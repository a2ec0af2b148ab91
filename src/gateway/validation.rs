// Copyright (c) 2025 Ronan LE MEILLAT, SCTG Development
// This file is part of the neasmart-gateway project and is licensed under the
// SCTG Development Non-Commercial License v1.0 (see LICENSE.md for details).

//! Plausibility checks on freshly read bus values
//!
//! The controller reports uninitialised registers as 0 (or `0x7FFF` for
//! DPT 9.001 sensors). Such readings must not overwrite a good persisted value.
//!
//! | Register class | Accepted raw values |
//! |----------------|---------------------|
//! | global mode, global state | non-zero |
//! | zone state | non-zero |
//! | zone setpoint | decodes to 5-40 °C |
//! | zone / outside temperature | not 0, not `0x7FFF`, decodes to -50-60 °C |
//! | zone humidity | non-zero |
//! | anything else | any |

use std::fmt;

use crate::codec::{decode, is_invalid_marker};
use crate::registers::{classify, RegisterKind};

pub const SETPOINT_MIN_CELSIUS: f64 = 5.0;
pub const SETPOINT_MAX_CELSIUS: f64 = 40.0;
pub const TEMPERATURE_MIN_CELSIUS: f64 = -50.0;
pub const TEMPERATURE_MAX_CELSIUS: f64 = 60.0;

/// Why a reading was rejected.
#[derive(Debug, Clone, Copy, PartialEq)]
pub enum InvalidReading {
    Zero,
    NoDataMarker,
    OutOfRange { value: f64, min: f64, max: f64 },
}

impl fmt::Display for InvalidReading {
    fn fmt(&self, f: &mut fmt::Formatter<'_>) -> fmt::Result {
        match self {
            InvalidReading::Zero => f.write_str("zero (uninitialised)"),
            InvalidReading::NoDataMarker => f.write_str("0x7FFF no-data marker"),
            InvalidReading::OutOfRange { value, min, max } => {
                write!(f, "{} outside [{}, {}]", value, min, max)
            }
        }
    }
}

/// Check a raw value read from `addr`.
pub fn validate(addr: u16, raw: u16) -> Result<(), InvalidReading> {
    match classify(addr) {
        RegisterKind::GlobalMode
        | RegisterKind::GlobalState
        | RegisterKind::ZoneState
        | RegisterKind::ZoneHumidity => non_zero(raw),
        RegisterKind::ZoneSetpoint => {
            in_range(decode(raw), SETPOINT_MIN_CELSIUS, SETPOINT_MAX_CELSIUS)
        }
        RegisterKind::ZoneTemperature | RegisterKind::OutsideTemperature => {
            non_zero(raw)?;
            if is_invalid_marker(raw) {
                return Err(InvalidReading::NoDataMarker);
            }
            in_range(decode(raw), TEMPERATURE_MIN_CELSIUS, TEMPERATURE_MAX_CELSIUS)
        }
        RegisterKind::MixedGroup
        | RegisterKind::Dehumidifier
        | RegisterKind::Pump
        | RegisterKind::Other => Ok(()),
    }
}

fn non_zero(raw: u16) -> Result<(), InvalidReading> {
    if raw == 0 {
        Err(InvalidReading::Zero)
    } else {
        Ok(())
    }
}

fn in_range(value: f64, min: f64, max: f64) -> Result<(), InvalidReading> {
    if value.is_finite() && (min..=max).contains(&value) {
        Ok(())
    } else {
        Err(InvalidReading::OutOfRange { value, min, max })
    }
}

--

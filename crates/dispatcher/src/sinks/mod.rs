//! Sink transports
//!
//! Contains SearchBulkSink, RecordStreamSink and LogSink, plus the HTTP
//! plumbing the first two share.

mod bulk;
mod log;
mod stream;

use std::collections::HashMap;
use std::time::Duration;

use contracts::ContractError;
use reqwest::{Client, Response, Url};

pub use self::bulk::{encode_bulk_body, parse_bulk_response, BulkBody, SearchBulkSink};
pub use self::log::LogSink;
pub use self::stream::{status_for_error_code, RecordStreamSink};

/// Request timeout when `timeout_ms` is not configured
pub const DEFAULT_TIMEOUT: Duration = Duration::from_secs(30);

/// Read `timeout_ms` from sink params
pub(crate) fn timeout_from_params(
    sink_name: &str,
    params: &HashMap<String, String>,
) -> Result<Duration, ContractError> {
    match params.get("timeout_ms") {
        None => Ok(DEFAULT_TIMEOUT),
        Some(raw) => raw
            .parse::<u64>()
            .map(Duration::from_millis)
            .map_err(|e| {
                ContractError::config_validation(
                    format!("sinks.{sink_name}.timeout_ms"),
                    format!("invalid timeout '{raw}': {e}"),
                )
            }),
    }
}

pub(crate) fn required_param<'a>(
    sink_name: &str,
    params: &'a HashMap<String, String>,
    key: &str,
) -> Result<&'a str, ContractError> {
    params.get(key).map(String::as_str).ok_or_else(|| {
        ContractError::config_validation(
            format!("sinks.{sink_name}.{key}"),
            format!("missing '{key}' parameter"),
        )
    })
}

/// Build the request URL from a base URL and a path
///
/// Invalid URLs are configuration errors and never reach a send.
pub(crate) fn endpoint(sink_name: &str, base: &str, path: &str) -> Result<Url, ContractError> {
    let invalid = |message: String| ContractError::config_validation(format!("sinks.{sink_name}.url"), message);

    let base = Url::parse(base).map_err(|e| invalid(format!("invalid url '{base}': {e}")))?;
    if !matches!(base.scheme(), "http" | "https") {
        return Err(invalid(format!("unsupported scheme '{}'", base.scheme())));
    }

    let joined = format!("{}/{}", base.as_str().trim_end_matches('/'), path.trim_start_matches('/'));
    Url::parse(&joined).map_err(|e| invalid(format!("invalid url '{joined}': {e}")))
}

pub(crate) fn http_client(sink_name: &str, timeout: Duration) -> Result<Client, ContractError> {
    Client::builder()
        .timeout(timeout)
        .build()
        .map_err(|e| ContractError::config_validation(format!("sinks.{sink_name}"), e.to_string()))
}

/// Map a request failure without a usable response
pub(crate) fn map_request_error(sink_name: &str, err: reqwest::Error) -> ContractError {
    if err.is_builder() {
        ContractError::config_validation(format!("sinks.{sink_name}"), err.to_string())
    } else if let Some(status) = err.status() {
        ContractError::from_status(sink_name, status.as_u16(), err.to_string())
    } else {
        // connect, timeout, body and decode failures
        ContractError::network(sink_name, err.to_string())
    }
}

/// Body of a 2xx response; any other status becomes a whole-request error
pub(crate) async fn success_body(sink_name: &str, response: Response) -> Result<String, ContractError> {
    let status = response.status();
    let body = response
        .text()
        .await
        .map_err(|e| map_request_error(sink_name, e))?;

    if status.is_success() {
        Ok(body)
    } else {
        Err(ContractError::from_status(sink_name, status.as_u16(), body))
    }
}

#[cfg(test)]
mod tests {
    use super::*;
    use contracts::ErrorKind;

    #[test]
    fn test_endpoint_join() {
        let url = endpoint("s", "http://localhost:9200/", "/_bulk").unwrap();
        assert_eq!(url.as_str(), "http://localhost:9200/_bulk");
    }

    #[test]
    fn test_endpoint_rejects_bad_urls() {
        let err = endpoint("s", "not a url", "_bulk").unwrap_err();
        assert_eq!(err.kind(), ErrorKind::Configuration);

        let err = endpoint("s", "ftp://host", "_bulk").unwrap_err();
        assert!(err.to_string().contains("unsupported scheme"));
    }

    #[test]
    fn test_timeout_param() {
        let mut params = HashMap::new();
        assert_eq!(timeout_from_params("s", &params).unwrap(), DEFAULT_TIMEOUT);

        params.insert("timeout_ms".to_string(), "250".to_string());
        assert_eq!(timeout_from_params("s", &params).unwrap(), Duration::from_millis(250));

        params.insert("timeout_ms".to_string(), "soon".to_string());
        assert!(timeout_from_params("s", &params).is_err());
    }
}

• _EXERCISE_: Working from the records above, tally the lines that contain "registers" and give only the total.

• _SOLUTION TO THE EXERCISE_: 2